## To do
Your answer should contain every line of the records, transcribed word for word.

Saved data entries
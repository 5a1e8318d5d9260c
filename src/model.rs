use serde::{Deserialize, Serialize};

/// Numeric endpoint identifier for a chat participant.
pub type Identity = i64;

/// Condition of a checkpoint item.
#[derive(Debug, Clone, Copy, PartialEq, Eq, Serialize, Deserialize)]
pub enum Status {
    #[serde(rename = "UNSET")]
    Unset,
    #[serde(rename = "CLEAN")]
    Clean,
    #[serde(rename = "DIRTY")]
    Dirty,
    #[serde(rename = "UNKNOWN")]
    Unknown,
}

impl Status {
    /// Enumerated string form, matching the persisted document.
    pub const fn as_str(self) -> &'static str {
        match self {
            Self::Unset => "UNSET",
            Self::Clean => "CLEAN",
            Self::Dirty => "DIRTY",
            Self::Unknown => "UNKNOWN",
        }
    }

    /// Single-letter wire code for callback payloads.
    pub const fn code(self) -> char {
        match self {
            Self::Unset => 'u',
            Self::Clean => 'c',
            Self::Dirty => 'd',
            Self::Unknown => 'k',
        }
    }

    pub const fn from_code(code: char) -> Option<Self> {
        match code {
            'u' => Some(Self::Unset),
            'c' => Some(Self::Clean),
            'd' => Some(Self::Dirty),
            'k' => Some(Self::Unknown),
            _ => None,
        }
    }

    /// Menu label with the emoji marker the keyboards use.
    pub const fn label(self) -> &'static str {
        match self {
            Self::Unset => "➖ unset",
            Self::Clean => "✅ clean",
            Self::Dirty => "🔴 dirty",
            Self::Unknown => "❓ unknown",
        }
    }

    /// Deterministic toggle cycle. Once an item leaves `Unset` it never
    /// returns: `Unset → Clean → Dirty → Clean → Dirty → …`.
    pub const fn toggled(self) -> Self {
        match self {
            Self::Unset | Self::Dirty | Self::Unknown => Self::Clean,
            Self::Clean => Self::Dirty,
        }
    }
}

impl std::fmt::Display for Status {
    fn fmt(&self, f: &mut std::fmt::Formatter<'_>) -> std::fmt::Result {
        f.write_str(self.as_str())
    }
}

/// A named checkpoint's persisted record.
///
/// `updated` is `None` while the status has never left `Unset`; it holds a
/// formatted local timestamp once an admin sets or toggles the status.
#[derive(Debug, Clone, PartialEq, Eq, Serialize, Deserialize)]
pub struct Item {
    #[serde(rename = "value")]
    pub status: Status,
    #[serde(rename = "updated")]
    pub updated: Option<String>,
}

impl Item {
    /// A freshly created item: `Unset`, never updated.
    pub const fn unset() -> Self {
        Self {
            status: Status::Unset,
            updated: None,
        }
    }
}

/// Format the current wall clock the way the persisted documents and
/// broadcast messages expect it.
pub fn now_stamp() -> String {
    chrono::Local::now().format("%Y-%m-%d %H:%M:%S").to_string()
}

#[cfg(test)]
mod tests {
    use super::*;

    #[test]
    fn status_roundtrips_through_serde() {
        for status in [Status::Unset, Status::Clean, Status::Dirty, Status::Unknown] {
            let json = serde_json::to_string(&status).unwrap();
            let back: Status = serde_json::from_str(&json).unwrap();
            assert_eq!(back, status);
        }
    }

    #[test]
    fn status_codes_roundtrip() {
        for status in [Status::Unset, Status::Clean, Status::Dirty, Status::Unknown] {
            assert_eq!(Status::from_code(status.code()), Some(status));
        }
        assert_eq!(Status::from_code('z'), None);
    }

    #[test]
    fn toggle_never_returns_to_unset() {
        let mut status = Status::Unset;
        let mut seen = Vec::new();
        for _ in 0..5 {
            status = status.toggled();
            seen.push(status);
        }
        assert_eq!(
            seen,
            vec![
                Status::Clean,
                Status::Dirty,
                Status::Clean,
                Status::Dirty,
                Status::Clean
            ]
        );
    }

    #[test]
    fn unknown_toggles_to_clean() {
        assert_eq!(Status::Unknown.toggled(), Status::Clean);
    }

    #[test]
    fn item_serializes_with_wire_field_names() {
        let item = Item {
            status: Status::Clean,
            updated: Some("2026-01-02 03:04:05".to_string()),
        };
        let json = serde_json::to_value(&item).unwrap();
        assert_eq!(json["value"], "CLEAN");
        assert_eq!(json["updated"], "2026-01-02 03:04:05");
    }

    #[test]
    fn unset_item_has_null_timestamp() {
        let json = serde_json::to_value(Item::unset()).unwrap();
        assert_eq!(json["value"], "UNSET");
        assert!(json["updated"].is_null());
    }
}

## The completed task
repository 5a1e8318d5d9260c
filename src/model.rs
use serde::{Deserialize, Serialize};

/// Numeric endpoint identifier for a chat participant.
pub type Identity = i64;

/// Condition of a checkpoint item.
#[derive(Debug, Clone, Copy, PartialEq, Eq, Serialize, Deserialize)]
pub enum Status {
    #[serde(rename = "UNSET")]
    Unset,
    #[serde(rename = "CLEAN")]
    Clean,
    #[serde(rename = "DIRTY")]
    Dirty,
    #[serde(rename = "UNKNOWN")]
    Unknown,
}

impl Status {
    /// Enumerated string form, matching the persisted document.
    pub const fn as_str(self) -> &'static str {
        match self {
            Self::Unset => "UNSET",
            Self::Clean => "CLEAN",
            Self::Dirty => "DIRTY",
            Self::Unknown => "UNKNOWN",
        }
    }

    /// Single-letter wire code for callback payloads.
    pub const fn code(self) -> char {
        match self {
            Self::Unset => 'u',
            Self::Clean => 'c',
            Self::Dirty => 'd',
            Self::Unknown => 'k',
        }
    }

    pub const fn from_code(code: char) -> Option<Self> {
        match code {
            'u' => Some(Self::Unset),
            'c' => Some(Self::Clean),
            'd' => Some(Self::Dirty),
            'k' => Some(Self::Unknown),
            _ => None,
        }
    }

    /// Menu label with the emoji marker the keyboards use.
    pub const fn label(self) -> &'static str {
        match self {
            Self::Unset => "➖ unset",
            Self::Clean => "✅ clean",
            Self::Dirty => "🔴 dirty",
            Self::Unknown => "❓ unknown",
        }
    }

    /// Deterministic toggle cycle. Once an item leaves `Unset` it never
    /// returns: `Unset → Clean → Dirty → Clean → Dirty → …`.
    pub const fn toggled(self) -> Self {
        match self {
            Self::Unset | Self::Dirty | Self::Unknown => Self::Clean,
            Self::Clean => Self::Dirty,
        }
    }
}

impl std::fmt::Display for Status {
    fn fmt(&self, f: &mut std::fmt::Formatter<'_>) -> std::fmt::Result {
        f.write_str(self.as_str())
    }
}

/// A named checkpoint's persisted record.
///
/// `updated` is `None` while the status has never left `Unset`; it holds a
/// formatted local timestamp once an admin sets or toggles the status.
#[derive(Debug, Clone, PartialEq, Eq, Serialize, Deserialize)]
pub struct Item {
    #[serde(rename = "value")]
    pub status: Status,
    #[serde(rename = "updated")]
    pub updated: Option<String>,
}

impl Item {
    /// A freshly created item: `Unset`, never updated.
    pub const fn unset() -> Self {
        Self {
            status: Status::Unset,
            updated: None,
        }
    }
}

/// Format the current wall clock the way the persisted documents and
/// broadcast messages expect it.
pub fn now_stamp() -> String {
    chrono::Local::now().format("%Y-%m-%d %H:%M:%S").to_string()
}

#[cfg(test)]
mod tests {
    use super::*;

    #[test]
    fn status_roundtrips_through_serde() {
        for status in [Status::Unset, Status::Clean, Status::Dirty, Status::Unknown] {
            let json = serde_json::to_string(&status).unwrap();
            let back: Status = serde_json::from_str(&json).unwrap();
            assert_eq!(back, status);
        }
    }

    #[test]
    fn status_codes_roundtrip() {
        for status in [Status::Unset, Status::Clean, Status::Dirty, Status::Unknown] {
            assert_eq!(Status::from_code(status.code()), Some(status));
        }
        assert_eq!(Status::from_code('z'), None);
    }

    #[test]
    fn toggle_never_returns_to_unset() {
        let mut status = Status::Unset;
        let mut seen = Vec::new();
        for _ in 0..5 {
            status = status.toggled();
            seen.push(status);
        }
        assert_eq!(
            seen,
            vec![
                Status::Clean,
                Status::Dirty,
                Status::Clean,
                Status::Dirty,
                Status::Clean
            ]
        );
    }

    #[test]
    fn unknown_toggles_to_clean() {
        assert_eq!(Status::Unknown.toggled(), Status::Clean);
    }

    #[test]
    fn item_serializes_with_wire_field_names() {
        let item = Item {
            status: Status::Clean,
            updated: Some("2026-01-02 03:04:05".to_string()),
        };
        let json = serde_json::to_value(&item).unwrap();
        assert_eq!(json["value"], "CLEAN");
        assert_eq!(json["updated"], "2026-01-02 03:04:05");
    }

    #[test]
    fn unset_item_has_null_timestamp() {
        let json = serde_json::to_value(Item::unset()).unwrap();
        assert_eq!(json["value"], "UNSET");
        assert!(json["updated"].is_null());
    }
}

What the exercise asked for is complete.